__WORK REQUEST__. Extract from the entries below, exactly as given, only the lines from the line containing "fn render_chart_js(container_id: &str, config_json: &str)" to the line containing "if (polls &&", both lines included.

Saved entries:
# # # # #
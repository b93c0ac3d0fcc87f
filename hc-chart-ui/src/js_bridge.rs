//! Typed wrappers around JS interop via `js_sys::eval()`.
//!
//! Chart.js and Leaflet helpers live in `assets/js/*.js` and are loaded at
//! runtime once their library globals (`Chart`, `L`) exist. They are
//! evaluated as globals (no ES modules) and exposed via `window.*`.
//! This module provides safe Rust wrappers that serialize data and call those globals.

use anyhow::{anyhow, bail};
use wasm_bindgen::prelude::*;
use wasm_bindgen::JsCast;
use wasm_bindgen_futures::JsFuture;

// Embed the chart and map JS files at compile time
static HEALTH_CHART_JS: &str = include_str!("../assets/js/health-chart.js");
static LEAFLET_MAP_JS: &str = include_str!("../assets/js/leaflet-map.js");

/// Window property holding `containerId -> pin click callback`.
const SELECT_REGISTRY: &str = "__hcSelect";

/// Execute arbitrary JS, wrapping in try/catch to avoid panics.
pub fn call_js(code: &str) {
    let wrapped = format!(
        "try {{ {} }} catch(e) {{ console.warn('HC JS call failed:', e); }}",
        code
    );
    let _ = js_sys::eval(&wrapped);
}

/// Install the map call queue and start waiting for Chart.js and Leaflet.
///
/// Map calls issued before Leaflet is ready are queued and replayed in
/// order once `leaflet-map.js` has been evaluated. Safe to call more than once.
pub fn init_scripts() {
    let store_js = format!(
        "window.__hcChartScript = {}; window.__hcMapScript = {};",
        serde_json::to_string(HEALTH_CHART_JS).unwrap_or_default(),
        serde_json::to_string(LEAFLET_MAP_JS).unwrap_or_default(),
    );
    let _ = js_sys::eval(&store_js);

    let init_js = r#"
        (function() {
            if (window.__hcScriptsInit) { return; }
            window.__hcScriptsInit = true;

            window.__hcMapQueue = window.__hcMapQueue || [];
            window.hcMapCall = function(op, args) {
                if (window.__hcLeafletReady) {
                    try {
                        window.hcLeaflet[op].apply(null, args);
                    } catch(e) { console.warn('[HC] map ' + op + ' failed:', e); }
                } else {
                    window.__hcMapQueue.push([op, args]);
                }
            };

            var waitForChart = setInterval(function() {
                if (typeof Chart !== 'undefined') {
                    clearInterval(waitForChart);
                    // Eval at global scope via indirect eval
                    (0, eval)(window.__hcChartScript);
                    delete window.__hcChartScript;
                    if (typeof renderHealthChart !== 'undefined') window.renderHealthChart = renderHealthChart;
                    if (typeof destroyHealthChart !== 'undefined') window.destroyHealthChart = destroyHealthChart;
                    window.__hcChartsReady = true;
                    console.log('HC charts initialized');
                }
            }, 100);

            var waitForLeaflet = setInterval(function() {
                if (typeof L !== 'undefined') {
                    clearInterval(waitForLeaflet);
                    (0, eval)(window.__hcMapScript);
                    delete window.__hcMapScript;
                    if (typeof hcLeaflet !== 'undefined') window.hcLeaflet = hcLeaflet;
                    window.__hcLeafletReady = true;
                    var queued = window.__hcMapQueue;
                    window.__hcMapQueue = [];
                    queued.forEach(function(call) { window.hcMapCall(call[0], call[1]); });
                    console.log('HC map initialized, replayed ' + queued.length + ' calls');
                }
            }, 100);
        })();
    "#;
    let _ = js_sys::eval(init_js);
}

/// Give up waiting for a chart container after this many 100ms polls.
const CHART_POLL_LIMIT: u32 = 300;

/// Render one chart of the grid from a Chart.js configuration.
///
/// Uses a polling loop to wait for Chart.js, the chart script and the
/// container DOM element before rendering. The poll is registered per
/// container: a newer render or [`destroy_chart`] cancels it, and it stops
/// on its own after `CHART_POLL_LIMIT` tries. Any previous chart in the
/// same container is destroyed first.
pub fn render_chart(container_id: &str, config_json: &str) {
    call_js(&render_chart_js(container_id, config_json));
}

fn render_chart_js(container_id: &str, config_json: &str) -> String {
    let config = config_json.replace('\n', "");
    format!(
        r#"
        (function() {{
            var polls = window.__hcChartPolls = window.__hcChartPolls || {{}};
            if (polls['{container_id}']) clearInterval(polls['{container_id}']);
            var tries = 0;
            var poll = setInterval(function() {{
                tries += 1;
                if (window.__hcChartsReady &&
                    typeof window.renderHealthChart !== 'undefined' &&
                    document.getElementById('{container_id}')) {{
                    clearInterval(poll);
                    delete polls['{container_id}'];
                    try {{
                        window.renderHealthChart('{container_id}', {config});
                    }} catch(e) {{ console.error('[HC] renderHealthChart error:', e); }}
                }} else if (tries >= {CHART_POLL_LIMIT}) {{
                    clearInterval(poll);
                    delete polls['{container_id}'];
                    console.warn('[HC] gave up waiting for chart container {container_id}');
                }}
            }}, 100);
            polls['{container_id}'] = poll;
        }})();
        "#,
    )
}

/// Cancel any pending render and destroy the chart in the given container.
pub fn destroy_chart(container_id: &str) {
    call_js(&destroy_chart_js(container_id));
}

fn destroy_chart_js(container_id: &str) -> String {
    format!(
        "(function() {{ var polls = window.__hcChartPolls; \
         if (polls && polls['{0}']) {{ clearInterval(polls['{0}']); delete polls['{0}']; }} \
         if (window.destroyHealthChart) {{ window.destroyHealthChart('{0}'); }} \
         else {{ var el = document.getElementById('{0}'); if (el) el.innerHTML = ''; }} }})();",
        container_id
    )
}

/// Queue a call to `hcLeaflet[op](...args)`.
pub fn map_call(op: &str, args: serde_json::Value) {
    call_js(&format!("window.hcMapCall('{}', {});", op, args));
}

/// Expose `callback` to the map script as the pin click handler of `container_id`.
pub fn register_select_callback(container_id: &str, callback: &Closure<dyn Fn(String)>) {
    let Some(window) = web_sys::window() else {
        return;
    };
    let registry = match js_sys::Reflect::get(&window, &JsValue::from_str(SELECT_REGISTRY)) {
        Ok(existing) if existing.is_object() => existing,
        _ => {
            let fresh: JsValue = js_sys::Object::new().into();
            let _ = js_sys::Reflect::set(&window, &JsValue::from_str(SELECT_REGISTRY), &fresh);
            fresh
        }
    };
    let _ = js_sys::Reflect::set(&registry, &JsValue::from_str(container_id), callback.as_ref());
}

pub fn unregister_select_callback(container_id: &str) {
    let Some(window) = web_sys::window() else {
        return;
    };
    if let Ok(registry) = js_sys::Reflect::get(&window, &JsValue::from_str(SELECT_REGISTRY)) {
        if registry.is_object() {
            let _ = js_sys::Reflect::delete_property::<JsValue>(
                registry.unchecked_ref(),
                &JsValue::from_str(container_id),
            );
        }
    }
}

fn js_error(err: JsValue) -> anyhow::Error {
    anyhow!("{}", err.as_string().unwrap_or_else(|| format!("{:?}", err)))
}

/// GET `url` and return the body as text. Non-2xx responses are errors.
pub async fn fetch_text(url: &str) -> anyhow::Result<String> {
    let window = web_sys::window().ok_or_else(|| anyhow!("no window"))?;
    let response = JsFuture::from(window.fetch_with_str(url))
        .await
        .map_err(js_error)?;
    let response: web_sys::Response = response.dyn_into().map_err(js_error)?;
    if !response.ok() {
        bail!("HTTP {} {}", response.status(), response.status_text());
    }
    let body = JsFuture::from(response.text().map_err(js_error)?)
        .await
        .map_err(js_error)?;
    body.as_string()
        .ok_or_else(|| anyhow!("response body from {} is not text", url))
}

#[cfg(test)]
mod tests {
    use super::*;

    #[test]
    fn chart_poll_is_bounded_and_replaces_earlier_polls() {
        let js = render_chart_js("chart2018-3", "{\"type\":\"bar\"}");
        assert!(js.contains("if (polls['chart2018-3']) clearInterval(polls['chart2018-3']);"));
        assert!(js.contains(&format!("tries >= {}", CHART_POLL_LIMIT)));
        assert!(js.contains("window.renderHealthChart('chart2018-3', {\"type\":\"bar\"});"));
        assert_eq!(js.matches("clearInterval(poll);").count(), 2);
    }

    #[test]
    fn destroy_cancels_pending_render() {
        let js = destroy_chart_js("chart2013-0");
        assert!(js.contains("clearInterval(polls['chart2013-0'])"));
        assert!(js.contains("window.destroyHealthChart('chart2013-0')"));
    }
}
# # # # #
__REPLY__.
fn render_chart_js(container_id: &str, config_json: &str) -> String {
    let config = config_json.replace('\n', "");
    format!(
        r#"
        (function() {{
            var polls = window.__hcChartPolls = window.__hcChartPolls || {{}};
            if (polls['{container_id}']) clearInterval(polls['{container_id}']);
            var tries = 0;
            var poll = setInterval(function() {{
                tries += 1;
                if (window.__hcChartsReady &&
                    typeof window.renderHealthChart !== 'undefined' &&
                    document.getElementById('{container_id}')) {{
                    clearInterval(poll);
                    delete polls['{container_id}'];
                    try {{
                        window.renderHealthChart('{container_id}', {config});
                    }} catch(e) {{ console.error('[HC] renderHealthChart error:', e); }}
                }} else if (tries >= {CHART_POLL_LIMIT}) {{
                    clearInterval(poll);
                    delete polls['{container_id}'];
                    console.warn('[HC] gave up waiting for chart container {container_id}');
                }}
            }}, 100);
            polls['{container_id}'] = poll;
        }})();
        "#,
    )
}

/// Cancel any pending render and destroy the chart in the given container.
pub fn destroy_chart(container_id: &str) {
    call_js(&destroy_chart_js(container_id));
}

fn destroy_chart_js(container_id: &str) -> String {
    format!(
        "(function() {{ var polls = window.__hcChartPolls; \
         if (polls && polls['{0}']) {{ clearInterval(polls['{0}']); delete polls['{0}']; }} \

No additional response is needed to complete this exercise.